Ainsi, le petit musée que les frères ont aménagé depuis les années 1970 n’est pas ouvert aux visiteurs en temps normal, même s’il présente un plan quelque peu élémentaire, à mi-chemin entre un dépôt et une chambre des merveilles: dans une vaste salle, on trouve des peintures provenant des autels désaffectés de l’église, de l’orfèvrerie, des vêtements, des images saintes et des statues habillées pour la dévotion personnelle des religieux, des fragments de céramique et des objets rapportés par les frères lors de leurs missions en Chine, au Japon et en Palestine. La fermeture du couvent a entraîné un autre problème non résolu pour le musée: les frères ont revendiqué la propriété de quelques objets, pris, apportés et exposés à Lanciano, comme deux bustes reliquaires du XVIe siècle, dont les étagères vides avec les légendes restent à Penne ; et s’il en reste beaucoup, c’est encore à l’association San Cesidio qu’ils sont dus.

Colleromano est à nouveau fermé. Qui sait quand la restauration aura lieu, qui sait quand la réouverture définitive aura lieu. Il ne fait partie d’aucun projet de la Soprintendenza, ni des interventions du Masterplan élaboré il y a quelques mois par la Région. Par ailleurs, seuls deux bâtiments de Penne font l’objet d’un projet de restauration, la cathédrale et l’église de l’Annunziata, qui n’ont pas subi de dommages importants lors des tremblements de terre de ces dernières années et qui comptent parmi les rares monuments que l’on peut visiter dans le centre.

Penne est à l’abandon depuis 2009. Parmi les centres historiquement importants qui ont été touchés, c’est peut-être le seul qui suit une parabole descendante plutôt qu’ascendante. Il n’y a pas eu d’effondrements ni d’évacuations, mais la proximité du secteur oriental du Gran Sasso a fait ressentir la secousse et causé de nombreux et graves handicaps. Peu de choses ont été faites et les derniers événements tristes ont aggravé la situation.

Dettaglio di uno degli stucchi di San Giovanni Battista
Détail d’un des stucs de San Giovanni Battista. Ph. Crédit Gioele Scordella
La liste de ce que l’on peut visiter aujourd’hui est un peu maigre au regard de la valeur culturelle de la ville: la cathédrale, le musée archéologique, les églises de l’Annunziata, du Carmine, de San Giovanni Evangelista, de San Nicola, de San Ciro, de Santa Croce et de San Panfilo (qui ne sont pas toutes facilement accessibles).
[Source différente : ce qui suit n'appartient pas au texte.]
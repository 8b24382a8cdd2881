//! Storage traits and error types
//!
//! This module defines the trait interfaces the engine persists through and
//! the associated error types.

use crate::crawler::{CrawledItem, Fingerprint};
use crate::jobs::{Job, JobId};
use async_trait::async_trait;
use chrono::{DateTime, Utc};
use thiserror::Error;

/// Errors that can occur during storage operations
#[derive(Debug, Error)]
pub enum StorageError {
    #[error("Database error: {0}")]
    Database(String),

    #[error("Write rejected: {0}")]
    WriteRejected(String),

    #[error("Serialization error: {0}")]
    Serialization(String),

    #[error("IO error: {0}")]
    Io(#[from] std::io::Error),

    #[error("SQLite error: {0}")]
    Sqlite(#[from] rusqlite::Error),
}

/// Result type for storage operations
pub type StorageResult<T> = Result<T, StorageError>;

/// The job an item was produced by
#[derive(Debug, Clone, PartialEq, Eq)]
pub struct JobContext {
    pub job_id: JobId,
    pub kind: String,
}

/// One entry of the failed-item ledger
#[derive(Debug, Clone, PartialEq, Eq)]
pub struct FailureRecord {
    pub job_id: JobId,
    pub kind: String,
    pub url: String,
    pub reason: String,
    pub attempts: u32,
    pub failed_at: DateTime<Utc>,
}

/// Persistence for crawled items
///
/// Implementations must be safe to share across every worker of every job.
#[async_trait]
pub trait RecordStore: Send + Sync {
    /// Saves one successful, non-duplicate item
    async fn save_item(&self, item: &CrawledItem, ctx: &JobContext) -> StorageResult<()>;

    /// Returns whether an item with this fingerprint was saved before
    async fn has_fingerprint(&self, fingerprint: &Fingerprint) -> StorageResult<bool>;

    /// Appends an entry to the failed-item ledger
    async fn record_failure(&self, failure: &FailureRecord) -> StorageResult<()>;

    /// Stores the final snapshot of a job
    async fn archive_job(&self, job: &Job) -> StorageResult<()>;
}

/// Persistence for the scheduler's last fire time per job kind
pub trait ScheduleStateStore: Send + Sync {
    fn load_last_fired(&self, kind: &str) -> StorageResult<Option<DateTime<Utc>>>;

    fn save_last_fired(&self, kind: &str, at: DateTime<Utc>) -> StorageResult<()>;
}
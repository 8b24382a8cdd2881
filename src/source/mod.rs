//! Work-source enumeration
//!
//! A work source turns a job kind into the list of items to crawl. Sources
//! also tell the engine how item identity is derived for that kind.

mod listing;

pub use listing::ConfiguredSource;

use crate::crawler::{IdentityRule, WorkItem};
use crate::CrawlError;
use async_trait::async_trait;
use std::collections::HashMap;

/// Produces work items for a job kind
#[async_trait]
pub trait WorkSource: Send + Sync {
    /// Lists the items for one run of `kind`
    ///
    /// An error means no work can proceed and fails the job.
    async fn enumerate(&self, kind: &str) -> Result<Vec<WorkItem>, CrawlError>;

    /// How items of `kind` are identified
    fn identity(&self, _kind: &str) -> IdentityRule {
        IdentityRule::Content
    }
}

/// Fixed URL lists per kind
#[derive(Debug, Clone, Default)]
pub struct StaticSource {
    kinds: HashMap<String, (Vec<String>, IdentityRule)>,
}

impl StaticSource {
    pub fn new() -> Self {
        Self::default()
    }

    pub fn with_kind<I, S>(mut self, kind: &str, urls: I, identity: IdentityRule) -> Self
    where
        I: IntoIterator<Item = S>,
        S: Into<String>,
    {
        let urls = urls.into_iter().map(Into::into).collect();
        self.kinds.insert(kind.to_string(), (urls, identity));
        self
    }
}

#[async_trait]
impl WorkSource for StaticSource {
    async fn enumerate(&self, kind: &str) -> Result<Vec<WorkItem>, CrawlError> {
        let (urls, _) = self.kinds.get(kind).ok_or_else(|| CrawlError::Enumeration {
            kind: kind.to_string(),
            reason: "no source configured for this kind".to_string(),
        })?;

        Ok(urls.iter().map(WorkItem::new).collect())
    }

    fn identity(&self, kind: &str) -> IdentityRule {
        self.kinds
            .get(kind)
            .map(|(_, identity)| identity.clone())
            .unwrap_or_default()
    }
}
//! HTTP fetcher implementation
//!
//! This module handles all HTTP requests for the crawler, including:
//! - Building HTTP clients with the configured user agent, timeout and proxy
//! - GET requests to fetch item pages
//! - Classifying failures as transient or permanent

use crate::config::{EngineConfig, UserAgentConfig};
use crate::crawler::ItemError;
use async_trait::async_trait;
use reqwest::{Client, Proxy, StatusCode};
use std::time::Duration;

/// Raw result of a successful fetch
#[derive(Debug, Clone, PartialEq, Eq)]
pub struct FetchedPage {
    /// Final URL after redirects
    pub final_url: String,
    pub status_code: u16,
    /// Content-Type header value
    pub content_type: String,
    pub body: String,
}

/// Fetches one URL, classifying any failure
///
/// Implementations return `ItemError::Transient` for failures worth retrying
/// and `ItemError::Permanent` for everything else. Retrying is the caller's job.
#[async_trait]
pub trait Fetcher: Send + Sync {
    async fn fetch(&self, url: &str) -> Result<FetchedPage, ItemError>;
}

/// Builds an HTTP client with proper configuration
///
/// # Arguments
///
/// * `user_agent` - The user agent configuration
/// * `timeout` - Whole-request timeout
/// * `proxy` - Optional proxy endpoint applied to every scheme
///
/// # Example
///
/// ```no_run
/// use harvest_engine::config::UserAgentConfig;
/// use harvest_engine::crawler::build_http_client;
/// use std::time::Duration;
///
/// let config = UserAgentConfig {
///     crawler_name: "Harvest".to_string(),
///     crawler_version: "1.0".to_string(),
///     contact_url: "https://example.com/about".to_string(),
/// };
///
/// let client = build_http_client(&config, Duration::from_secs(30), None).unwrap();
/// ```
pub fn build_http_client(
    user_agent: &UserAgentConfig,
    timeout: Duration,
    proxy: Option<&str>,
) -> Result<Client, reqwest::Error> {
    // Format: CrawlerName/Version (+ContactURL)
    let user_agent = format!(
        "{}/{} (+{})",
        user_agent.crawler_name, user_agent.crawler_version, user_agent.contact_url
    );

    let mut builder = Client::builder()
        .user_agent(user_agent)
        .timeout(timeout)
        .connect_timeout(timeout.min(Duration::from_secs(10)))
        .gzip(true)
        .brotli(true);

    if let Some(proxy) = proxy {
        builder = builder.proxy(Proxy::all(proxy)?);
    }

    builder.build()
}

/// `Fetcher` backed by a reqwest client
#[derive(Debug, Clone)]
pub struct HttpFetcher {
    client: Client,
    accept_content_types: Vec<String>,
}

impl HttpFetcher {
    pub fn new(client: Client, accept_content_types: Vec<String>) -> Self {
        Self {
            client,
            accept_content_types,
        }
    }

    pub fn from_config(
        engine: &EngineConfig,
        user_agent: &UserAgentConfig,
    ) -> Result<Self, reqwest::Error> {
        let client = build_http_client(
            user_agent,
            engine.request_timeout(),
            engine.proxy.as_deref(),
        )?;
        Ok(Self::new(client, engine.accept_content_types.clone()))
    }

    fn accepts(&self, content_type: &str) -> bool {
        let content_type = content_type.to_ascii_lowercase();
        self.accept_content_types
            .iter()
            .any(|accepted| content_type.starts_with(&accepted.to_ascii_lowercase()))
    }
}

#[async_trait]
impl Fetcher for HttpFetcher {
    /// Fetches a URL and classifies the result
    ///
    /// | Condition | Classification |
    /// |-----------|----------------|
    /// | Timeout, connect error, reset | Transient |
    /// | HTTP 429, HTTP 5xx | Transient |
    /// | Other non-2xx | Permanent |
    /// | Unaccepted Content-Type | Permanent |
    /// | Empty body | Permanent |
    async fn fetch(&self, url: &str) -> Result<FetchedPage, ItemError> {
        let response = self
            .client
            .get(url)
            .send()
            .await
            .map_err(|e| classify_request_error(url, &e))?;

        let status = response.status();
        if status == StatusCode::TOO_MANY_REQUESTS || status.is_server_error() {
            return Err(ItemError::transient(url, format!("HTTP {}", status.as_u16())));
        }
        if !status.is_success() {
            return Err(ItemError::permanent(url, format!("HTTP {}", status.as_u16())));
        }

        let final_url = response.url().to_string();
        let content_type = response
            .headers()
            .get(reqwest::header::CONTENT_TYPE)
            .and_then(|v| v.to_str().ok())
            .unwrap_or("")
            .to_string();

        if !self.accepts(&content_type) {
            return Err(ItemError::permanent(
                url,
                format!("unexpected content type '{}'", content_type),
            ));
        }

        let body = response
            .text()
            .await
            .map_err(|e| classify_request_error(url, &e))?;

        if body.trim().is_empty() {
            return Err(ItemError::permanent(url, "empty body"));
        }

        Ok(FetchedPage {
            final_url,
            status_code: status.as_u16(),
            content_type,
            body,
        })
    }
}

fn classify_request_error(url: &str, e: &reqwest::Error) -> ItemError {
    if e.is_timeout() {
        ItemError::transient(url, "request timeout")
    } else if e.is_connect() {
        ItemError::transient(url, "connection failed")
    } else if e.is_builder() || e.is_redirect() {
        ItemError::permanent(url, e.to_string())
    } else {
        // resets and truncated bodies surface as request/body errors
        ItemError::transient(url, e.to_string())
    }
}
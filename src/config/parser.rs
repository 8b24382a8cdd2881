use crate::config::types::Config;
use crate::config::validation::validate;
use crate::ConfigError;
use sha2::{Digest, Sha256};
use std::path::Path;

/// Environment variable overriding `engine.proxy`
pub const PROXY_ENV: &str = "PROXY";

/// Loads and parses a configuration file from the given path
///
/// The `PROXY` environment variable, when set and non-empty, takes precedence
/// over the configured proxy.
///
/// # Arguments
///
/// * `path` - Path to the TOML configuration file
///
/// # Returns
///
/// * `Ok(Config)` - Successfully loaded and validated configuration
/// * `Err(ConfigError)` - Failed to load, parse, or validate the configuration
pub fn load_config(path: &Path) -> Result<Config, ConfigError> {
    let content = std::fs::read_to_string(path)?;
    let env_proxy = std::env::var(PROXY_ENV).ok();
    parse_config(&content, env_proxy.as_deref())
}

/// Parses and validates configuration text
pub fn parse_config(content: &str, env_proxy: Option<&str>) -> Result<Config, ConfigError> {
    let mut config: Config = toml::from_str(content)?;

    if let Some(proxy) = env_proxy.filter(|p| !p.trim().is_empty()) {
        config.engine.proxy = Some(proxy.trim().to_string());
    }

    validate(&config)?;

    Ok(config)
}

/// Computes a SHA-256 hash of the configuration file content
///
/// # Returns
///
/// * `Ok(String)` - Hex-encoded SHA-256 hash of the file content
/// * `Err(ConfigError)` - Failed to read the file
pub fn compute_config_hash(path: &Path) -> Result<String, ConfigError> {
    let content = std::fs::read_to_string(path)?;
    let mut hasher = Sha256::new();
    hasher.update(content.as_bytes());
    let result = hasher.finalize();
    Ok(hex::encode(result))
}

/// Loads a configuration and returns both the config and its hash
pub fn load_config_with_hash(path: &Path) -> Result<(Config, String), ConfigError> {
    let config = load_config(path)?;
    let hash = compute_config_hash(path)?;
    Ok((config, hash))
}
//! Job lifecycle states
//!
//! `Pending -> Running -> {Completed, Failed, Cancelled}`. A job that ends
//! before any item is dispatched may go straight from `Pending` to a terminal
//! state. Nothing leaves a terminal state.

use serde::Serialize;
use std::fmt;

#[derive(Debug, Clone, Copy, PartialEq, Eq, Hash, Serialize)]
#[serde(rename_all = "lowercase")]
pub enum JobState {
    /// Created, no item dispatched yet
    Pending,

    /// At least one item has been dispatched
    Running,

    // ===== Terminal States =====
    /// Every enumerated item was processed
    Completed,

    /// Enumeration failed; no work could proceed
    Failed,

    /// Stopped by a caller or by the error budget
    Cancelled,
}

impl JobState {
    pub fn is_terminal(&self) -> bool {
        matches!(self, Self::Completed | Self::Failed | Self::Cancelled)
    }

    /// Returns true if the lifecycle allows moving from `self` to `next`
    pub fn can_transition_to(&self, next: JobState) -> bool {
        match (self, next) {
            (Self::Pending, Self::Running) => true,
            (Self::Pending, n) | (Self::Running, n) => n.is_terminal(),
            _ => false,
        }
    }

    pub fn to_db_string(&self) -> &'static str {
        match self {
            Self::Pending => "pending",
            Self::Running => "running",
            Self::Completed => "completed",
            Self::Failed => "failed",
            Self::Cancelled => "cancelled",
        }
    }

    /// Returns None if the string doesn't match any known state.
    pub fn from_db_string(s: &str) -> Option<Self> {
        match s {
            "pending" => Some(Self::Pending),
            "running" => Some(Self::Running),
            "completed" => Some(Self::Completed),
            "failed" => Some(Self::Failed),
            "cancelled" => Some(Self::Cancelled),
            _ => None,
        }
    }
}

impl fmt::Display for JobState {
    fn fmt(&self, f: &mut fmt::Formatter<'_>) -> fmt::Result {
        f.write_str(self.to_db_string())
    }
}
Sant’Agostino, église baroque avec d’importantes traces de décoration à fresque de la fin du XIVe siècle et du début du XVe siècle(ici un article de Paolo Di Simone sur les fresques) est fermée ; le musée diocésain, véritable échantillon visuel de l’histoire artistique locale, est fermé ; l’église de San Domenico est fermée ; Santa Chiara, restaurée quelques années après le tremblement de terre de L’Aquila, est à nouveau fermée. Scandaleuse est la situation d’abandon de pas moins de trois églises avant le tremblement de terre: Saint Antoine de Padoue, ambitieuse chapelle privée de la famille Aliprandi ; Sainte Marie de la Ceinture, depuis peu délabrée et dépouillée de ses peintures malgré les appels répétés à la Surintendance (les deux galeries prises en 2009 et 2012 montrent clairement la dégradation rapide. On apprend que ce qui reste de la statue de la Madone a été sauvé) ; mais surtout San Giovanni Battista, l’unique monastère des Dames de Malte des Abruzzes, l’un des édifices baroques les plus représentatifs de la région, fermé depuis 1975: les fenêtres sont brisées, le toit menace de s’effondrer et laisse passer l’eau en plusieurs endroits, l’herbe pousse entre les angelots et les saints des autels (mais les peintures sont en sécurité au Musée diocésain... fermé). Voici des photos de l’extérieur et de l’intérieur de San Giovanni Battista.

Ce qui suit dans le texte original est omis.